I racconti di P’u non sono certo le fiabe e le favole che leggeremmo ad un bambino prima di andare a dormire e non solo perché uno dei topoi è la decapitazione o la tigre mangia uomini (di solito le tigri cinesi hanno la tendenza a decapitare le loro prede), ma anche perché non apprezzerebbe l’umorismo satirico dell’autore combinato con elementi di grande fantasia. In un racconto il figlio per salvare lo spirito del padre da una condanna infernale ingiusta -mossa da un vicino con il quale aveva litigato qualche anno prima- decide di scendere negli inferi. Egli scopre così un labirinto burocratico, in cui i più potenti sono anche i più corrotti e dove è quindi impossibile trovare giustizia. I burocrati e gli avvocati sono spesso accusati dallo scrittore di avidità e corruzione come in un altro racconto dove un famoso magistrato corrotto viene decapitato durante una scorreria di ladri. Il cadavere viene rinvenuto da un amico del padre della vittima che ordina ai suoi servi ” Riattacategli la testa!”, poi ci pensa un po’ su e si corregge “Un uomo con la mente contorta non dovrebbe avere un corpo dritto, mettetegli la testa al rovescio!”. Ora che gli occhi del magistrato guardavano la schiena era più ritenuto un mostro che non un uomo.
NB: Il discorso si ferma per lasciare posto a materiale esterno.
use chrono::{DateTime, Utc};
use rust_decimal::Decimal;
use serde::{Deserialize, Serialize};

/// Which pass produced a record.
#[derive(Debug, Clone, Copy, PartialEq, Eq, Serialize, Deserialize)]
#[serde(rename_all = "lowercase")]
pub enum OfferSource {
    Endpoint,
    Browser,
}

/// A product summary row from the upstream search endpoint. Carries min/max
/// price and supplier count but no per-supplier prices.
#[derive(Debug, Clone, Serialize, Deserialize)]
pub struct DrugAggregate {
    #[serde(skip_serializing_if = "Option::is_none")]
    pub upstream_id: Option<String>,
    pub name: String,
    pub specification: String,
    pub manufacturer: String,
    #[serde(skip_serializing_if = "Option::is_none")]
    pub min_price_cents: Option<i64>,
    #[serde(skip_serializing_if = "Option::is_none")]
    pub max_price_cents: Option<i64>,
    pub supplier_count: u32,
}

/// A supplier known to carry a keyword. The facet endpoint returns no prices.
#[derive(Debug, Clone, Serialize, Deserialize)]
pub struct Supplier {
    #[serde(skip_serializing_if = "Option::is_none")]
    pub id: Option<String>,
    pub name: String,
}

impl Supplier {
    /// Suppliers with a null upstream id are kept distinct by name.
    pub fn merge_key(&self) -> &str {
        self.id.as_deref().unwrap_or(&self.name)
    }
}

/// A single supplier's observed price for a specific drug identity.
#[derive(Debug, Clone, Serialize, Deserialize)]
pub struct Offer {
    pub name: String,
    pub specification: String,
    pub manufacturer: String,
    /// Integer-scaled fixed point, two decimals.
    pub price_cents: i64,
    pub supplier_name: String,
    #[serde(skip_serializing_if = "Option::is_none")]
    pub supplier_id: Option<String>,
    #[serde(skip_serializing_if = "Option::is_none")]
    pub source_url: Option<String>,
    #[serde(skip_serializing_if = "Option::is_none")]
    pub approval_number: Option<String>,
    pub source: OfferSource,
    pub crawled_at: DateTime<Utc>,
}

impl Offer {
    pub fn price(&self) -> Decimal {
        Decimal::new(self.price_cents, 2)
    }

    pub fn supplier_key(&self) -> &str {
        self.supplier_id.as_deref().unwrap_or(&self.supplier_name)
    }

    /// Count of populated optional fields, used to pick the more-specific
    /// record when merging duplicates.
    pub fn specificity(&self) -> u32 {
        let mut score = 0;
        if self.supplier_id.is_some() {
            score += 1;
        }
        if self.source_url.is_some() {
            score += 1;
        }
        if self.approval_number.is_some() {
            score += 1;
        }
        score
    }
}

/// How an acquisition was satisfied.
#[derive(Debug, Clone, Copy, PartialEq, Eq, Serialize, Deserialize)]
#[serde(rename_all = "lowercase")]
pub enum AcquisitionMethod {
    Endpoint,
    Browser,
    Hybrid,
}

impl AcquisitionMethod {
    pub fn as_str(&self) -> &'static str {
        match self {
            AcquisitionMethod::Endpoint => "endpoint",
            AcquisitionMethod::Browser => "browser",
            AcquisitionMethod::Hybrid => "hybrid",
        }
    }
}

/// Merged output of the endpoint and (optional) browser passes.
#[derive(Debug, Clone, Serialize, Deserialize)]
pub struct AcquisitionResult {
    pub keyword: String,
    pub method: AcquisitionMethod,
    pub offers: Vec<Offer>,
    pub aggregates: Vec<DrugAggregate>,
    pub endpoint_count: usize,
    pub browser_count: usize,
}

/// Best-effort signals scraped from a product detail page.
#[derive(Debug, Clone, Default, Serialize, Deserialize)]
pub struct DetailSignals {
    #[serde(skip_serializing_if = "Option::is_none")]
    pub approval_number: Option<String>,
    #[serde(skip_serializing_if = "Option::is_none")]
    pub category_hint: Option<String>,
}
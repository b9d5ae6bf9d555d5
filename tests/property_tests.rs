//! Property-based checks for the pure engine: normalization idempotence and
//! classification totality/stability.

use proptest::prelude::*;

use pharma_price_ops::engine::{
    classify, normalize_manufacturer, normalize_name, normalize_specification, ClassifierInput,
};

const SOURCES: &[&str] = &[
    "keyword:rx",
    "browser",
    "keyword:manufacturer",
    "keyword:product",
    "keyword:dosage",
    "keyword:health",
    "default",
];

proptest! {
    #[test]
    fn normalize_name_is_idempotent(s in "\\PC{0,64}") {
        let once = normalize_name(&s);
        prop_assert_eq!(normalize_name(&once), once.clone());
    }

    #[test]
    fn normalize_specification_is_idempotent(s in "\\PC{0,64}") {
        let once = normalize_specification(&s);
        prop_assert_eq!(normalize_specification(&once), once.clone());
    }

    #[test]
    fn normalize_manufacturer_is_idempotent(s in "\\PC{0,64}") {
        let once = normalize_manufacturer(&s);
        prop_assert_eq!(normalize_manufacturer(&once), once.clone());
    }

    // Inputs shaped like real listings: promo tags, units, pack separators.
    #[test]
    fn normalize_is_idempotent_on_listing_shapes(
        prefix in proptest::sample::select(vec!["", "【热销】", "[促销]", "★ "]),
        body in "[一-龥a-zA-Z0-9]{1,32}",
        amount in 1u32..1000,
        unit in proptest::sample::select(vec!["mg", "MG", "毫克", "g", "G", "克", "ml", "ML", "毫升", "L", "升"]),
        count in 1u32..100,
        sep in proptest::sample::select(vec!["*", "×", "x"]),
    ) {
        let spec = format!("{prefix}{body} {amount}{unit}{sep}{count}粒");
        let once = normalize_specification(&spec);
        prop_assert_eq!(normalize_specification(&once), once.clone());
    }

    #[test]
    fn classification_is_total(
        name in "\\PC{0,48}",
        manufacturer in "\\PC{0,32}",
    ) {
        let c = classify(&ClassifierInput {
            name: &name,
            manufacturer: &manufacturer,
            approval_number: None,
        });
        prop_assert!((0.0..=1.0).contains(&c.confidence));
        prop_assert!(SOURCES.contains(&c.source.as_str()));
    }

    #[test]
    fn classification_is_stable(
        name in "\\PC{0,48}",
        manufacturer in "\\PC{0,32}",
    ) {
        let input = ClassifierInput {
            name: &name,
            manufacturer: &manufacturer,
            approval_number: None,
        };
        prop_assert_eq!(classify(&input), classify(&input));
    }

    // A recognized approval number only ever strengthens confidence.
    #[test]
    fn approval_signal_is_monotone(name in "\\PC{0,48}") {
        let without = classify(&ClassifierInput {
            name: &name,
            manufacturer: "",
            approval_number: None,
        });
        let with = classify(&ClassifierInput {
            name: &name,
            manufacturer: "",
            approval_number: Some("国药准字H20044597"),
        });
        prop_assert!(with.confidence >= without.confidence);
    }
}
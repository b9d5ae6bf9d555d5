// API server configuration and setup

use std::net::SocketAddr;
use std::time::Duration;

use axum::Router;
use serde::{Deserialize, Serialize};
use tower::ServiceBuilder;
use tower_http::{cors::CorsLayer, timeout::TimeoutLayer, trace::TraceLayer};
use tracing::info;

use crate::domain::{PharmaOpsError, Result};

use super::handlers::AppState;
use super::routes;

/// API server configuration
#[derive(Debug, Clone, Serialize, Deserialize)]
pub struct ApiServerConfig {
    pub host: String,
    pub port: u16,
    pub request_timeout_secs: u64,
    pub enable_cors: bool,
}

impl Default for ApiServerConfig {
    fn default() -> Self {
        Self {
            host: "0.0.0.0".to_string(),
            port: 8080,
            request_timeout_secs: 300,
            enable_cors: true,
        }
    }
}

impl ApiServerConfig {
    pub fn socket_addr(&self) -> Result<SocketAddr> {
        format!("{}:{}", self.host, self.port)
            .parse()
            .map_err(|e| PharmaOpsError::config(format!("invalid socket address: {e}")))
    }
}

pub struct ApiServer {
    config: ApiServerConfig,
    state: AppState,
}

impl ApiServer {
    pub fn new(config: ApiServerConfig, state: AppState) -> Self {
        Self { config, state }
    }

    pub fn build_router(&self) -> Router {
        let mut router = routes::create_routes(self.state.clone()).layer(
            ServiceBuilder::new()
                .layer(TraceLayer::new_for_http())
                .layer(TimeoutLayer::new(Duration::from_secs(
                    self.config.request_timeout_secs,
                ))),
        );

        if self.config.enable_cors {
            router = router.layer(CorsLayer::permissive());
        }

        router
    }

    /// Serve until ctrl-c.
    pub async fn run(self) -> Result<()> {
        let addr = self.config.socket_addr()?;
        let app = self.build_router();

        info!("Starting API server on {}", addr);

        let listener = tokio::net::TcpListener::bind(addr).await?;
        axum::serve(listener, app)
            .with_graceful_shutdown(shutdown_signal())
            .await?;

        Ok(())
    }
}

async fn shutdown_signal() {
    if tokio::signal::ctrl_c().await.is_ok() {
        info!("shutdown signal received");
    }
}

#[cfg(test)]
mod tests {
    use super::*;

    #[test]
    fn test_default_config() {
        let config = ApiServerConfig::default();
        assert_eq!(config.host, "0.0.0.0");
        assert_eq!(config.port, 8080);
        assert!(config.enable_cors);
    }

    #[test]
    fn test_socket_addr() {
        let config = ApiServerConfig {
            host: "127.0.0.1".to_string(),
            port: 3000,
            ..Default::default()
        };
        assert_eq!(config.socket_addr().unwrap().to_string(), "127.0.0.1:3000");
    }
}
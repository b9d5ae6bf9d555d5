//! Headless-browser acquisition.

pub mod harvester;

use serde::Deserialize;

pub use harvester::{BrowserHarvester, HarvesterConfig, OfferHarvester};

/// Offer row as embedded by the search page for its own renderer.
#[derive(Debug, Clone, Deserialize)]
pub(crate) struct EmbeddedOffer {
    pub name: String,
    #[serde(default)]
    pub spec: Option<String>,
    #[serde(default)]
    pub factory: Option<String>,
    pub price: f64,
    pub pname: String,
    #[serde(default)]
    pub pid: Option<String>,
    #[serde(default)]
    pub url: Option<String>,
    #[serde(default, alias = "approvalNo")]
    pub approval_number: Option<String>,
}
use std::time::Duration;

use anyhow::{Context, Result};
use reqwest::blocking::Client;

const USER_AGENT: &str = concat!("cricpredict/", env!("CARGO_PKG_VERSION"));

/// `None` disables the request timeout entirely; reqwest's blocking client
/// would otherwise apply its own 30 s default.
pub fn build_http_client(timeout: Option<Duration>) -> Result<Client> {
    Client::builder()
        .timeout(timeout)
        .user_agent(USER_AGENT)
        .build()
        .context("failed to build http client")
}
fn render_stat_card(frame: &mut Frame, area: Rect, card: &StatCard) {
    let color = tone_color(card.tone);
    let text = vec![
        Line::from(Span::styled(
            card.value.clone(),
            Style::default().fg(color).add_modifier(Modifier::BOLD),
        )),
        Line::from(Span::styled(
            card.sub.clone(),
            Style::default().fg(Color::DarkGray),
        )),
    ];
    let paragraph = Paragraph::new(text).block(
        Block::default()
            .title(card.label.to_uppercase())
            .borders(Borders::ALL),
    );
    frame.render_widget(paragraph, area);
}

fn tone_color(tone: CardTone) -> Color {
    match tone {
        CardTone::Runs => Color::Blue,
        CardTone::Tempo => Color::Green,
        CardTone::Threat => Color::Red,
        CardTone::Calm => Color::Blue,
        CardTone::Hot => Color::LightRed,
    }
}

fn render_trajectory(frame: &mut Frame, area: Rect, view: &DashboardView) {
    let block = Block::default()
        .title("Projected Run Trajectory")
        .borders(Borders::ALL);
    if view.trajectory.is_empty() {
        let empty = Paragraph::new("No phase breakdown")
            .style(Style::default().fg(Color::DarkGray))
            .block(block);
        frame.render_widget(empty, area);
        return;
    }

    let points: Vec<(f64, f64)> = view.trajectory.iter().map(|p| (p.x, p.runs)).collect();
    let x_max = (points.len().saturating_sub(1)).max(1) as f64;
    let y_max = view.trajectory_ceiling();
    let marker = if points.len() == 1 {
        symbols::Marker::Block
    } else {
        symbols::Marker::Braille
    };
    let datasets = vec![
        Dataset::default()
            .name(view.player_name.clone())
            .marker(marker)
            .graph_type(GraphType::Line)
            .style(Style::default().fg(Color::Blue))
            .data(&points),
    ];
    let x_labels: Vec<Span> = view
        .trajectory
        .iter()
        .map(|p| Span::raw(p.phase.clone()))
        .collect();
    let y_labels = vec![
        Span::raw("0"),
        Span::raw(format!("{:.0}", y_max / 2.0)),
        Span::raw(format!("{y_max:.0}")),
    ];
    let chart = Chart::new(datasets)
        .block(block)
        .x_axis(
            Axis::default()
                .style(Style::default().fg(Color::DarkGray))
                .bounds([0.0, x_max])
                .labels(x_labels),
        )
        .y_axis(
            Axis::default()
                .style(Style::default().fg(Color::DarkGray))
                .bounds([0.0, y_max])
                .labels(y_labels),
        );
    frame.render_widget(chart, area);
}

fn render_milestones(frame: &mut Frame, area: Rect, view: &DashboardView) {
    let block = Block::default()
        .title("Milestone Likelihood")
        .borders(Borders::ALL);
    let inner = block.inner(area);
    frame.render_widget(block, area);

    let rows = Layout::default()
        .direction(Direction::Vertical)
        .constraints([Constraint::Length(2); 3])
        .split(inner);
    let colors = [Color::Blue, Color::Green, Color::Yellow];
    for ((bar, area), color) in view.milestones.iter().zip(rows.iter()).zip(colors) {
        let gauge = Gauge::default()
            .gauge_style(Style::default().fg(color).bg(Color::Black))
            .ratio((bar.percent / 100.0).clamp(0.0, 1.0))
            .label(format!("{} {}%", bar.label, format_number(bar.percent)));
        frame.render_widget(gauge, *area);
    }
}

fn render_radar(frame: &mut Frame, area: Rect, view: &DashboardView) {
    let bars: Vec<Bar> = view
        .radar
        .iter()
        .map(|axis| {
            Bar::default()
                .label(Line::from(axis.subject))
                .value(axis.value.max(0.0).round() as u64)
                .text_value(format!("{:.0}", axis.value))
                .style(Style::default().fg(Color::Blue))
        })
        .collect();
    let chart = BarChart::default()
        .block(
            Block::default()
                .title("Technical Profile")
                .borders(Borders::ALL),
        )
        .data(BarGroup::default().bars(&bars))
        .direction(Direction::Horizontal)
        .bar_width(1)
        .bar_gap(0)
        .max(100);
    frame.render_widget(chart, area);
}

fn render_insights(frame: &mut Frame, area: Rect, view: &DashboardView) {
    let rows = Layout::default()
        .direction(Direction::Vertical)
        .constraints([Constraint::Percentage(45), Constraint::Percentage(55)])
        .split(area);

    let advice = Paragraph::new(format!("\"{}\"", view.technical_advice))
        .style(Style::default().add_modifier(Modifier::ITALIC))
        .wrap(Wrap { trim: true })
        .block(
            Block::default()
                .title("Technical Scouting Report")
                .borders(Borders::ALL)
                .border_style(Style::default().fg(Color::Yellow)),
        );
    frame.render_widget(advice, rows[0]);

    let lines: Vec<Line> = view
        .insights
        .iter()
        .map(|insight| Line::from(format!("• {insight}")))
        .collect();
    let insights = Paragraph::new(lines)
        .wrap(Wrap { trim: true })
        .block(
            Block::default()
                .title("Key Strategic Insights")
                .borders(Borders::ALL)
                .border_style(Style::default().fg(Color::Blue)),
        );
    frame.render_widget(insights, rows[1]);
}

fn console_text(state: &AppState) -> String {
    if state.logs.is_empty() {
        return "No alerts yet".to_string();
    }
    state
        .logs
        .iter()
        .rev()
        .take(3)
        .cloned()
        .collect::<Vec<_>>()
        .into_iter()
        .rev()
        .collect::<Vec<_>>()
        .join("\n")
}

fn render_help_overlay(frame: &mut Frame, area: Rect) {
    let popup_area = centered_rect(60, 60, area);
    frame.render_widget(Clear, popup_area);

    let text = [
        "CricPredict - Help",
        "",
        "Form:",
        "  Tab / ↓ / j      Next field",
        "  Shift-Tab / ↑ / k Previous field",
        "  ← / → / h / l    Change option or batting position",
        "  type             Edit name / venue (when focused)",
        "  Backspace        Delete character",
        "",
        "Prediction:",
        "  Enter            Generate report",
        "  Esc              Cancel running request",
        "",
        "Global:",
        "  ?                Toggle help",
        "  q / Ctrl-C       Quit",
    ]
    .join("\n");

    let help = Paragraph::new(text)
        .block(Block::default().title("Help").borders(Borders::ALL))
        .style(Style::default());
    frame.render_widget(help, popup_area);
}

fn centered_rect(percent_x: u16, percent_y: u16, area: Rect) -> Rect {
    let vertical = Layout::default()
        .direction(Direction::Vertical)
        .constraints([
            Constraint::Percentage((100 - percent_y) / 2),
            Constraint::Percentage(percent_y),
            Constraint::Percentage((100 - percent_y) / 2),
        ])
        .split(area);

    let horizontal = Layout::default()
        .direction(Direction::Horizontal)
        .constraints([
            Constraint::Percentage((100 - percent_x) / 2),
            Constraint::Percentage(percent_x),
            Constraint::Percentage((100 - percent_x) / 2),
        ])
        .split(vertical[1]);

    horizontal[1]
}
Un’altra categoria presa di mira sono i letterati, spesso descritti come vanesi e subdoli. E’ possibile che P’u non abbia preso bene la sua non ammissione all’esame di dottorato in lettere- anche se poi riuscì a prendere il diploma all’età di 71 anni!- e per questo abbia deciso che molti dei suoi personaggi poeti venissero mangiati da tigri affamate o decapitati da mariti gelosi. Uno dei pochi personaggi che studia lettere e che tutto sommato si può dire positivo è il tonto Chu, il quale grazie alla sua amicizia con lo spirito Giudice, diventa abbastanza intelligente da superare gli esami. Offrire vino e compagnia ad uno spirito non solo ti aiuta a superare gli esami ma ti permette di avere anche una moglie più bella; infatti sotto richiesta di Chu, dopo una notte di baldoria, lo spirito Giudice cambia la testa (l’avreste mai detto?) alla moglie dell’uomo con quella di una ragazza più giovane e bella. Gli ultimi due racconti scelti da Borges in questa raccolta, chiamata da lui L’ospite tigre, non sono di P’u Sung-Ling, ma sono molto famosi nella tradizione letteraria cinese. Il genere è diverso dai racconti precedenti, lascia da parte la satira e apre ad una maggiore introspezione. Uno è il Sogno di Pao-Yu, leggerlo è come guardare in quegli specchi che ci riflettono infinite volte, ma con uno sguardo di abbandono e di irrealtà. L’ultimo racconto è Lo Specchio di Vento-e-Luna, che parla della malinconia del piacere solitario.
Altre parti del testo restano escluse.